Mais comment pourraient-ils se déplacer avec des nageoires ? Comme je l'ai dit, ils appartiennent au groupe des organismes à nageoires charnues. Leur membre est attaché sur la ceinture scapulaire (c'est là où nos bras s'attachent) par un seul os : on dit que le membre est monobasal. Une structure similaire à celle des membres des Tétrapodes (le groupe auquel nous appartenons !). Bref, tout ça pour dire que nous sommes très apparentés aux Dipneustes !
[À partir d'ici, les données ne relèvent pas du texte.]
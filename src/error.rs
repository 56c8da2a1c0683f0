use thiserror::Error;

#[derive(Error, Debug)]
pub enum ServiceError {
    #[error("invalid request: {0}")]
    InvalidRequest(String),

    #[error("job not found: {0}")]
    JobNotFound(String),

    #[error("file not found: {0}")]
    FileNotFound(String),

    #[error("engine error: {0}")]
    Engine(String),

    #[error("IO error: {0}")]
    Io(#[from] std::io::Error),
}

impl ServiceError {
    /// Flatten an engine failure into its full context chain.
    pub fn engine(err: anyhow::Error) -> Self {
        Self::Engine(format!("{:#}", err))
    }
}

pub type ServiceResult<T> = Result<T, ServiceError>;
use axum::extract::rejection::JsonRejection;
use axum::extract::{FromRequest, Request};
use axum::Json;

use crate::error::ServiceError;

/// `Json<T>` whose rejections come back as `ServiceError::InvalidRequest`, so
/// malformed bodies get the same JSON error shape as every other failure.
pub struct JsonBody<T>(pub T);

impl<S, T> FromRequest<S> for JsonBody<T>
where
    Json<T>: FromRequest<S, Rejection = JsonRejection>,
    S: Send + Sync,
{
    type Rejection = ServiceError;

    async fn from_request(req: Request, state: &S) -> Result<Self, Self::Rejection> {
        match Json::<T>::from_request(req, state).await {
            Ok(Json(value)) => Ok(Self(value)),
            Err(rejection) => Err(ServiceError::InvalidRequest(rejection.body_text())),
        }
    }
}
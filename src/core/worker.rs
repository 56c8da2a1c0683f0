use crate::core::events::{EngineEvent, EventSink};
use crate::core::model::{DownloadPlan, JobId};
use crate::core::store::JobRegistry;
use crate::i18n::Messages;
use crate::plugins::registry::{EngineContext, MediaEngine};
use std::sync::Arc;
use tracing::{debug, info, warn};

/// Capacity of the engine -> worker event channel. A full channel makes the
/// engine wait instead of dropping updates.
pub const EVENT_BUFFER: usize = 256;

/// Drives a single job from `starting` to a terminal status.
pub struct Worker {
    job_id: JobId,
    registry: Arc<JobRegistry>,
    engine: Arc<dyn MediaEngine>,
    ctx: EngineContext,
    messages: &'static Messages,
}

impl Worker {
    pub fn new(
        job_id: JobId,
        registry: Arc<JobRegistry>,
        engine: Arc<dyn MediaEngine>,
        ctx: EngineContext,
        messages: &'static Messages,
    ) -> Self {
        Self { job_id, registry, engine, ctx, messages }
    }

    pub async fn run(self, plan: DownloadPlan) {
        info!(job_id = %self.job_id, engine = self.engine.name(), url = %plan.url, format = %plan.format, "job started");

        let (sink, mut rx) = EventSink::channel(EVENT_BUFFER);
        let download = self.engine.download(&plan, &self.ctx, sink);
        let consume = async {
            while let Some(event) = rx.recv().await {
                self.apply(event).await;
            }
        };

        // the sink is owned by the download future, so `consume` drains every
        // event before the final status below is written
        let (result, ()) = tokio::join!(download, consume);

        match result {
            Ok(()) => {
                self.registry.mutate(self.job_id, |r| r.complete()).await;
                info!(job_id = %self.job_id, "job completed");
            }
            Err(e) => {
                let message = format!("{:#}", e);
                let recorded = self.registry.mutate(self.job_id, |r| r.fail(message.clone())).await;
                warn!(job_id = %self.job_id, error = %message, recorded = ?recorded, "job failed");
            }
        }
    }

    async fn apply(&self, event: EngineEvent) {
        let messages = self.messages;
        let applied = match &event {
            EngineEvent::Log { level, message } => self
                .registry
                .mutate(self.job_id, |r| r.append_log(*level, message, messages))
                .await
                .map(|_| true),
            EngineEvent::Progress(progress) => {
                self.registry
                    .mutate(self.job_id, |r| r.apply_progress(progress, messages))
                    .await
            }
        };

        match applied {
            None => debug!(job_id = %self.job_id, "record gone, dropping event"),
            Some(false) => debug!(job_id = %self.job_id, event = ?event, "event ignored in current status"),
            Some(true) => {}
        }
    }
}
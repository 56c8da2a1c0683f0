use crate::core::model::{JobId, JobRecord};
use std::collections::HashMap;
use tokio::sync::RwLock;
use uuid::Uuid;

/// In-memory job table shared by the dispatcher, the workers and the
/// pollers. Each call is one critical section, so a mutation is observed
/// either entirely or not at all.
#[derive(Debug, Default)]
pub struct JobRegistry {
    jobs: RwLock<HashMap<JobId, JobRecord>>,
}

impl JobRegistry {
    pub fn new() -> Self {
        Self::default()
    }

    pub async fn create(&self) -> JobId {
        let mut jobs = self.jobs.write().await;
        let mut id = Uuid::new_v4();
        while jobs.contains_key(&id) {
            id = Uuid::new_v4();
        }
        jobs.insert(id, JobRecord::new());
        id
    }

    pub async fn get(&self, id: JobId) -> Option<JobRecord> {
        let jobs = self.jobs.read().await;
        jobs.get(&id).cloned()
    }

    /// Project a record without cloning it.
    pub async fn view<R>(&self, id: JobId, f: impl FnOnce(&JobRecord) -> R) -> Option<R> {
        let jobs = self.jobs.read().await;
        jobs.get(&id).map(f)
    }

    /// Apply `f` to the record if it still exists. `None` means the id is
    /// unknown and nothing was changed.
    pub async fn mutate<R>(&self, id: JobId, f: impl FnOnce(&mut JobRecord) -> R) -> Option<R> {
        let mut jobs = self.jobs.write().await;
        jobs.get_mut(&id).map(f)
    }

    pub async fn remove(&self, id: JobId) -> Option<JobRecord> {
        let mut jobs = self.jobs.write().await;
        jobs.remove(&id)
    }

    pub async fn len(&self) -> usize {
        self.jobs.read().await.len()
    }

    pub async fn is_empty(&self) -> bool {
        self.jobs.read().await.is_empty()
    }
}
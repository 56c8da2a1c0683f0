pub mod cli;
pub mod driver;
pub mod parse;
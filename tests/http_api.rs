mod common;

use axum::body::Body;
use axum::http::{Method, Request, StatusCode};
use axum::Router;
use common::{dispatcher_with, full_transfer, Outcome, ScriptedEngine};
use http_body_util::BodyExt;
use serde_json::{json, Value};
use std::sync::Arc;
use std::time::Duration;
use tower::ServiceExt;

use ytdlp_web::server::{build_router, files::DownloadFolder, AppState};

fn app(engine: ScriptedEngine, folder: &std::path::Path) -> Router {
    let dispatcher = dispatcher_with(Arc::new(engine));
    build_router(AppState::new(dispatcher, DownloadFolder::new(folder)), None)
}

async fn send(app: &Router, method: Method, uri: &str, body: Option<Value>) -> (StatusCode, Value) {
    send_raw(app, method, uri, body.map(|b| b.to_string())).await
}

async fn send_raw(app: &Router, method: Method, uri: &str, body: Option<String>) -> (StatusCode, Value) {
    let builder = Request::builder().method(method).uri(uri);
    let request = match body {
        Some(b) => builder
            .header("content-type", "application/json")
            .body(Body::from(b))
            .unwrap(),
        None => builder.body(Body::empty()).unwrap(),
    };

    let response = app.clone().oneshot(request).await.unwrap();
    let status = response.status();
    let bytes = response.into_body().collect().await.unwrap().to_bytes();
    let json = if bytes.is_empty() { Value::Null } else { serde_json::from_slice(&bytes).unwrap() };
    (status, json)
}

#[tokio::test]
async fn download_then_poll_until_completed() {
    let dir = tempfile::tempdir().unwrap();
    let app = app(ScriptedEngine::new(full_transfer(), Outcome::Ok), dir.path());

    let (status, body) = send(
        &app,
        Method::POST,
        "/api/download",
        Some(json!({ "url": "https://videos.test/clip", "format_id": "best" })),
    )
    .await;
    assert_eq!(status, StatusCode::OK);
    let task_id = body["task_id"].as_str().expect("task id").to_string();

    let uri = format!("/api/progress/{task_id}");
    let mut progress = Value::Null;
    for _ in 0..200 {
        let (status, body) = send(&app, Method::GET, &uri, None).await;
        assert_eq!(status, StatusCode::OK);
        progress = body;
        if progress["status"] == "completed" {
            break;
        }
        tokio::time::sleep(Duration::from_millis(5)).await;
    }

    assert_eq!(progress["status"], "completed");
    assert_eq!(progress["progress"], 100.0);
    assert_eq!(progress["downloaded"], 1000);
    assert_eq!(progress["total"], 1000);
    assert_eq!(progress["filename"], "clip.mp4");
    assert!(progress["error"].is_null());
    assert!(progress["logs"].is_array());
}

#[tokio::test]
async fn empty_url_is_a_bad_request() {
    let dir = tempfile::tempdir().unwrap();
    let app = app(ScriptedEngine::new(vec![], Outcome::Ok), dir.path());

    let (status, body) = send(&app, Method::POST, "/api/download", Some(json!({ "url": "" }))).await;
    assert_eq!(status, StatusCode::BAD_REQUEST);
    assert_eq!(body["code"], "INVALID_REQUEST");
    assert_eq!(body["error"], "please enter a video URL");

    let (status, body) = send(&app, Method::POST, "/api/info", Some(json!({}))).await;
    assert_eq!(status, StatusCode::BAD_REQUEST);
    assert_eq!(body["error"], "please enter a video URL");
}

#[tokio::test]
async fn malformed_bodies_get_json_errors() {
    let dir = tempfile::tempdir().unwrap();
    let app = app(ScriptedEngine::new(vec![], Outcome::Ok), dir.path());

    for raw in ["not json", r#"{"url": 5}"#, r#"{"url": "https://videos.test/x", "audio_only": "yes"}"#] {
        let (status, body) = send_raw(&app, Method::POST, "/api/download", Some(raw.to_string())).await;
        assert_eq!(status, StatusCode::BAD_REQUEST, "body {raw}");
        assert_eq!(body["code"], "INVALID_REQUEST", "body {raw}");
        assert!(body["error"].is_string());
    }

    let (status, body) = send_raw(&app, Method::POST, "/api/info", Some("{".to_string())).await;
    assert_eq!(status, StatusCode::BAD_REQUEST);
    assert_eq!(body["code"], "INVALID_REQUEST");
}

#[tokio::test]
async fn null_fields_read_as_unset() {
    let dir = tempfile::tempdir().unwrap();
    let app = app(ScriptedEngine::new(full_transfer(), Outcome::Ok), dir.path());

    let (status, body) = send(
        &app,
        Method::POST,
        "/api/download",
        Some(json!({ "url": "https://videos.test/clip", "format_id": null, "audio_only": null })),
    )
    .await;
    assert_eq!(status, StatusCode::OK);
    assert!(body["task_id"].is_string());
}

#[tokio::test]
async fn unknown_task_is_not_found() {
    let dir = tempfile::tempdir().unwrap();
    let app = app(ScriptedEngine::new(vec![], Outcome::Ok), dir.path());

    let uri = format!("/api/progress/{}", uuid::Uuid::new_v4());
    let (status, body) = send(&app, Method::GET, &uri, None).await;
    assert_eq!(status, StatusCode::NOT_FOUND);
    assert_eq!(body["code"], "JOB_NOT_FOUND");

    let (status, _) = send(&app, Method::GET, "/api/progress/not-a-task", None).await;
    assert_eq!(status, StatusCode::NOT_FOUND);
}

#[tokio::test]
async fn info_is_projected_for_the_front_end() {
    let dir = tempfile::tempdir().unwrap();
    let engine = ScriptedEngine::new(vec![], Outcome::Ok).with_info(json!({
        "title": "A clip",
        "duration": 12.5,
        "formats": [{ "format_id": "140", "ext": "m4a", "filesize_approx": 2048.0, "acodec": "mp4a" }]
    }));
    let app = app(engine, dir.path());

    let (status, body) = send(
        &app,
        Method::POST,
        "/api/info",
        Some(json!({ "url": "https://videos.test/clip" })),
    )
    .await;
    assert_eq!(status, StatusCode::OK);
    assert_eq!(body["title"], "A clip");
    assert_eq!(body["uploader"], "Unknown");
    assert_eq!(body["webpage_url"], "https://videos.test/clip");
    assert_eq!(body["formats"][0]["resolution"], "audio only");
    assert_eq!(body["formats"][0]["filesize"], 2048);
    assert_eq!(body["formats"][0]["vcodec"], "none");

    let (status, body) = send(
        &app,
        Method::POST,
        "/api/info",
        Some(json!({ "url": "https://videos.test/broken" })),
    )
    .await;
    assert_eq!(status, StatusCode::INTERNAL_SERVER_ERROR);
    assert_eq!(body["code"], "ENGINE_ERROR");
}

#[tokio::test]
async fn list_and_delete_downloads() {
    let dir = tempfile::tempdir().unwrap();
    std::fs::write(dir.path().join("song.mp3"), b"abc").unwrap();
    let app = app(ScriptedEngine::new(vec![], Outcome::Ok), dir.path());

    let (status, body) = send(&app, Method::GET, "/api/downloads", None).await;
    assert_eq!(status, StatusCode::OK);
    assert_eq!(body[0]["name"], "song.mp3");
    assert_eq!(body[0]["size"], 3);

    let response = app
        .clone()
        .oneshot(Request::get("/download/song.mp3").body(Body::empty()).unwrap())
        .await
        .unwrap();
    assert_eq!(response.status(), StatusCode::OK);
    assert_eq!(response.headers()["content-disposition"], "attachment");
    let bytes = response.into_body().collect().await.unwrap().to_bytes();
    assert_eq!(&bytes[..], b"abc");

    let (status, body) = send(&app, Method::DELETE, "/api/delete/song.mp3", None).await;
    assert_eq!(status, StatusCode::OK);
    assert_eq!(body["success"], true);
    assert!(!dir.path().join("song.mp3").exists());

    let (status, body) = send(&app, Method::DELETE, "/api/delete/song.mp3", None).await;
    assert_eq!(status, StatusCode::NOT_FOUND);
    assert_eq!(body["code"], "FILE_NOT_FOUND");
}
3) L'axolotl (Ambystoma mexicanum)
Sous-Embranchement : Vertébré
Classe : Amphibien
Ordre : Urodèle

Du même groupe que celui des salamandres ou des tritons, l'axolotl reflète le parfait exemple d'adaptation au milieu de vie cavernicole. L'absence de lumière explique la dépigmentation de la peau chez certains individus (due à une absence de mélanine). Il existe d'ailleurs plusieurs formes d'axolotls dont la plus connue est leucistique (corps blanc et yeux noirs). Leurs branchies sont aussi surprenantes ! Elles sont très allongées afin de maximiser la surface d'échanges gazeux. En fait, l'axolotl passe toute sa vie à l'état larvaire (phénomène de néoténie), chez les autres urodèles, les adultes perdent leurs branchies.
Ensuite, ce qui a rendu cet animal célèbre dans notre société est sa capacité de régénération d'un membre amputé ! Si vous lui coupez une patte, une nouvelle se formera en quelques semaines ! Ce phénomène hors du commun est étudié minutieusement par les scientifiques dans le domaine médicinal, afin de tenter de régénérer les cellules d'un membre amputé humain ! 
Juste après l'ablation d'un organe, une épithélium lésionnel se forme au niveau de la coupure afin de protéger un amas de cellules indifférenciées (c'est-à-dire qui n'ont toujours pas de fonction, elles pourraient très bien être cerveau comme patte !) qu'on appelle bourgeon. Puis une étape de dédifférenciation se déroule pendant laquelle des fibroblastes (type de cellules) entraînent la régénération de plusieurs autres cellules. Celles-ci se divisent abondamment et retrouvent leurs rôles initiaux. Au bout de quelques semaine, le nouvel organe est formé ! Finalement, l'axolotl porte bien son nom : le "monstre des eaux" !



2) Les tardigrades

Infra-règne : Protostomien
Super-Embranchement : Ecdysozoaire
Embranchement : Tardigrada

Il y a eu tellement de publications folles sur les tardigrades, encore surnommés "oursons d'eau". On a bien raison de s'extasier devant ces petites bêtes tellement badass ! Ce sont des animaux extrêmophiles, comprenez qu'ils fréquentent des habitats aux conditions de vie rudement beaucoup amplement prodigieusement extraordinairement extrêmes. Je vais donc vous citer tous les facteurs, intolérables pour bon nombre d'organismes vivants sur Terre, auxquels résistent nos amis les indestructibles tardigrades. Ils peuvent en effet survivre à des températures très froides (-200°C), à la sécheresse, au manque de dioxygène, à des hautes pressions (comparables à celles de l'espace !), aux toxines. Ils peuvent même affronter les radiations ! Evidemment, chacune des 1000 espèces de tardigrades connues à ce jour tolèrent des environnements donc des contraintes différentes. Chacun a adopté des stratégies leur permettant d'affronter ces conditions extrêmes. Bref, une légende raconte que le tardigrade serait plus puissant que Dieu ! 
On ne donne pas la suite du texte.